The United States Department of Labor (DOL) issued its Final Overtime Rule (Final Rule) to raise the salary threshold level necessary to exempt certain employees from the Fair Labor Standards Act’s (FLSA) minimum wage and overtime pay requirements. Set to go into effect on January 1, 2020, the Final Rule also allows employers to count a portion of certain bonuses (and commissions) towards meeting this new salary threshold level.
Employers should note that paying an employee more than the DOL-mandated salary threshold does not automatically exempt them from FLSA requirements and other salary laws that vary by state. Meeting the relevant job duties test is also as important as salary levels in determining overtime exemptions.
New Salary Thresholds
Issued on September 24, the Final Rule specifically increases the salary threshold for executive, administrative and professional employees from $455 per week ($23,660 per year) to $684 per week ($35,568 per year).

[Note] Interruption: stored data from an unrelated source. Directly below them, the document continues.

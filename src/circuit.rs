//! Circuit Breakers
//!
//! Per-scope failure isolation. A scope is a tier name (`tier:vector`) or a
//! provider slot (`openai/0`). Breakers live in a registry and are only mutated
//! through `allow`, `record_success` and `record_failure`.
//!
//! State machine:
//! - Closed -> Open after `failure_threshold` consecutive failures
//! - Open -> HalfOpen once `cooldown` has elapsed (on the next `allow`)
//! - HalfOpen -> Closed on success, HalfOpen -> Open on failure
//!
//! While HalfOpen exactly one trial call is admitted.

use parking_lot::Mutex;
use serde::{Deserialize, Serialize};
use std::collections::HashMap;
use std::time::{Duration, Instant};
use tracing::{debug, info};

/// Circuit breaker states
#[derive(Debug, Clone, Copy, PartialEq, Eq, Serialize, Deserialize)]
pub enum CircuitState {
    Closed,   // Normal operation
    Open,     // Failures exceeded, blocking calls
    HalfOpen, // One trial call in flight
}

/// Circuit breaker configuration
#[derive(Debug, Clone, Serialize, Deserialize)]
#[serde(default)]
pub struct CircuitBreakerConfig {
    pub failure_threshold: u32,
    #[serde(with = "crate::config::duration_ms")]
    pub cooldown: Duration,
}

impl Default for CircuitBreakerConfig {
    fn default() -> Self {
        Self {
            failure_threshold: 5,
            cooldown: Duration::from_secs(30),
        }
    }
}

/// Breaker for a single scope
#[derive(Debug)]
pub struct CircuitBreaker {
    scope: String,
    config: CircuitBreakerConfig,
    state: CircuitState,
    consecutive_failures: u32,
    opened_at: Option<Instant>,
    trial_started: Option<Instant>,
    last_failure: Option<Instant>,
    last_state_change: Instant,
}

impl CircuitBreaker {
    pub fn new(scope: &str, config: CircuitBreakerConfig) -> Self {
        Self {
            scope: scope.to_string(),
            config,
            state: CircuitState::Closed,
            consecutive_failures: 0,
            opened_at: None,
            trial_started: None,
            last_failure: None,
            last_state_change: Instant::now(),
        }
    }

    /// Check if the circuit admits a call
    ///
    /// Consumes the HalfOpen trial when it returns true in that state.
    pub fn allow(&mut self) -> bool {
        match self.state {
            CircuitState::Closed => true,
            CircuitState::Open => {
                if self.cooldown_elapsed() {
                    self.transition_to(CircuitState::HalfOpen);
                    self.trial_started = Some(Instant::now());
                    true
                } else {
                    false
                }
            }
            CircuitState::HalfOpen => {
                // A trial that never reported back is abandoned after one cooldown
                match self.trial_started {
                    Some(started) if started.elapsed() < self.config.cooldown => false,
                    _ => {
                        self.trial_started = Some(Instant::now());
                        true
                    }
                }
            }
        }
    }

    /// Whether `allow` would currently refuse, without consuming a trial
    pub fn is_open(&self) -> bool {
        match self.state {
            CircuitState::Closed => false,
            CircuitState::Open => !self.cooldown_elapsed(),
            CircuitState::HalfOpen => self
                .trial_started
                .map(|started| started.elapsed() < self.config.cooldown)
                .unwrap_or(false),
        }
    }

    /// Time until `allow` would admit a call again; `None` when it already would
    pub fn retry_after(&self) -> Option<Duration> {
        if !self.is_open() {
            return None;
        }
        let since = match self.state {
            CircuitState::HalfOpen => self.trial_started,
            _ => self.opened_at,
        }?;
        Some(self.config.cooldown.saturating_sub(since.elapsed()))
    }

    /// Record a successful call
    pub fn record_success(&mut self) {
        match self.state {
            CircuitState::Closed => {
                self.consecutive_failures = 0;
            }
            CircuitState::HalfOpen => {
                self.transition_to(CircuitState::Closed);
            }
            CircuitState::Open => {
                // Late result from a call admitted before the breaker opened
            }
        }
    }

    /// Record a failed call
    pub fn record_failure(&mut self) {
        self.last_failure = Some(Instant::now());

        match self.state {
            CircuitState::Closed => {
                self.consecutive_failures += 1;
                if self.consecutive_failures >= self.config.failure_threshold {
                    self.transition_to(CircuitState::Open);
                }
            }
            CircuitState::HalfOpen => {
                self.consecutive_failures += 1;
                self.transition_to(CircuitState::Open);
            }
            CircuitState::Open => {
                self.consecutive_failures += 1;
            }
        }
    }

    pub fn state(&self) -> CircuitState {
        self.state
    }

    pub fn stats(&self) -> CircuitStats {
        CircuitStats {
            scope: self.scope.clone(),
            state: self.state,
            consecutive_failures: self.consecutive_failures,
            threshold: self.config.failure_threshold,
            cooldown: self.config.cooldown,
            time_in_state: self.last_state_change.elapsed(),
            last_failure: self.last_failure.map(|f| f.elapsed()),
        }
    }

    fn cooldown_elapsed(&self) -> bool {
        self.opened_at
            .map(|opened| opened.elapsed() >= self.config.cooldown)
            .unwrap_or(true)
    }

    fn transition_to(&mut self, state: CircuitState) {
        info!(
            scope = %self.scope,
            from = ?self.state,
            to = ?state,
            at = %chrono::Utc::now().to_rfc3339(),
            "Circuit breaker transition"
        );
        self.state = state;
        self.last_state_change = Instant::now();

        match state {
            CircuitState::Closed => {
                self.consecutive_failures = 0;
                self.opened_at = None;
                self.trial_started = None;
            }
            CircuitState::Open => {
                self.opened_at = Some(Instant::now());
                self.trial_started = None;
            }
            CircuitState::HalfOpen => {}
        }
    }
}

#[derive(Debug, Clone)]
pub struct CircuitStats {
    pub scope: String,
    pub state: CircuitState,
    pub consecutive_failures: u32,
    pub threshold: u32,
    pub cooldown: Duration,
    pub time_in_state: Duration,
    pub last_failure: Option<Duration>,
}

/// Breakers keyed by scope, created lazily in the Closed state
pub struct CircuitBreakerRegistry {
    config: CircuitBreakerConfig,
    breakers: Mutex<HashMap<String, CircuitBreaker>>,
}

impl CircuitBreakerRegistry {
    pub fn new(config: CircuitBreakerConfig) -> Self {
        Self {
            config,
            breakers: Mutex::new(HashMap::new()),
        }
    }

    pub fn allow(&self, scope: &str) -> bool {
        let mut breakers = self.breakers.lock();
        let allowed = self.breaker(&mut breakers, scope).allow();
        if !allowed {
            debug!("Circuit refused call for {}", scope);
        }
        allowed
    }

    pub fn record_success(&self, scope: &str) {
        let mut breakers = self.breakers.lock();
        self.breaker(&mut breakers, scope).record_success();
    }

    pub fn record_failure(&self, scope: &str) {
        let mut breakers = self.breakers.lock();
        self.breaker(&mut breakers, scope).record_failure();
    }

    pub fn is_open(&self, scope: &str) -> bool {
        let breakers = self.breakers.lock();
        breakers.get(scope).map(|b| b.is_open()).unwrap_or(false)
    }

    pub fn retry_after(&self, scope: &str) -> Option<Duration> {
        let breakers = self.breakers.lock();
        breakers.get(scope).and_then(|b| b.retry_after())
    }

    pub fn state(&self, scope: &str) -> CircuitState {
        let breakers = self.breakers.lock();
        breakers
            .get(scope)
            .map(|b| b.state())
            .unwrap_or(CircuitState::Closed)
    }

    pub fn stats(&self, scope: &str) -> Option<CircuitStats> {
        let breakers = self.breakers.lock();
        breakers.get(scope).map(|b| b.stats())
    }

    /// Stats for every scope seen so far, sorted by scope
    pub fn snapshot(&self) -> Vec<CircuitStats> {
        let breakers = self.breakers.lock();
        let mut all: Vec<CircuitStats> = breakers.values().map(|b| b.stats()).collect();
        all.sort_by(|a, b| a.scope.cmp(&b.scope));
        all
    }

    fn breaker<'a>(
        &self,
        breakers: &'a mut HashMap<String, CircuitBreaker>,
        scope: &str,
    ) -> &'a mut CircuitBreaker {
        breakers
            .entry(scope.to_string())
            .or_insert_with(|| CircuitBreaker::new(scope, self.config.clone()))
    }
}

The DOL also increased the total annual compensation level to be exempt from overtime and minimum wage requirements under the FLSA’s “highly compensated employee” from $100,000 to $107,432 per year. The Final Rule also revised the special salary level of $455 per week for employees in Puerto Rico, the U.S. Virgin Islands, Guam and the Commonwealth of the Northern Mariana Islands, but the special salary level remains unchanged at $380 per week for American Samoa. The DOL also is maintaining a special “base rate” threshold for employees in the motion picture producing industry, which is $1,043 per week (or a proportionate amount based on the number of days worked).
The Final Rule also allows an employer to count nondiscretionary bonuses and incentive payments towards a portion of the salary threshold level. Employers may use nondiscretionary bonuses and incentive payments (including commissions) to satisfy up to 10 percent of the new standard salary threshold level provided that such monies are paid at least annually. If an employee does not earn enough in nondiscretionary bonuses and incentive payments (including commissions) in a given 52-week period to retain his or her exempt status, the DOL also permits a “catch-up” payment at the end of the 52-week period. The employer has one pay period to make up for the shortfall (up to 10 percent of the standard salary level for the preceding 52-week period). Any such catch-up payment will count only toward the prior 52-week period’s salary amount and not toward the salary amount in the 52-week period in which it was paid. If the employer chooses not to make the catch-up payment, the employee would be entitled to overtime pay for any overtime hours worked during the previous 52-week period.
Thresholds Vary by State
It is also important to remember that many states have their own salary thresholds for exempt status and these thresholds are not impacted by the DOL’s Final Rule. For example, New York’s salary threshold for businesses in New York City with 11 or more employees is $1,125 per week ($58,500 per year). This means that in New York City, in order to classify employees as exempt under the executive/managerial or administrative exemption, the employer must pay the employee a salary of at least $1,125 per week. Similarly, in California the salary threshold exceeds the federal minimum at $880 per week for employers with 25 or fewer employees ($45,760 per year) or $960 per week for employers with more than 25 employees ($49,920 per year). Further, some states, including New York and California, do not permit employers to use non-salary remuneration, such as commissions or nondiscretionary bonuses, to satisfy the salary threshold. Therefore, it is imperative that employers work with counsel to ensure that they are paying the correct salary to exempt employees under applicable state law.
Finally, please note that white-collar employees earning below the $684 threshold (other than teachers, lawyers and doctors) are entitled to overtime, but simply paying an employee above the threshold is not sufficient to exempt them from the requirements under the FLSA or New York labor laws. For an employee to be properly classified as exempt, the employee must satisfy both the salary test and a duties test. The duties test requirement for exempt status under both federal and state law remains unchanged. When reviewing their employees’ salaries, an employer should also review their job duties to ensure they satisfy the appropriate duties test that would allow such employees to remain exempt from overtime and minimum wage requirements.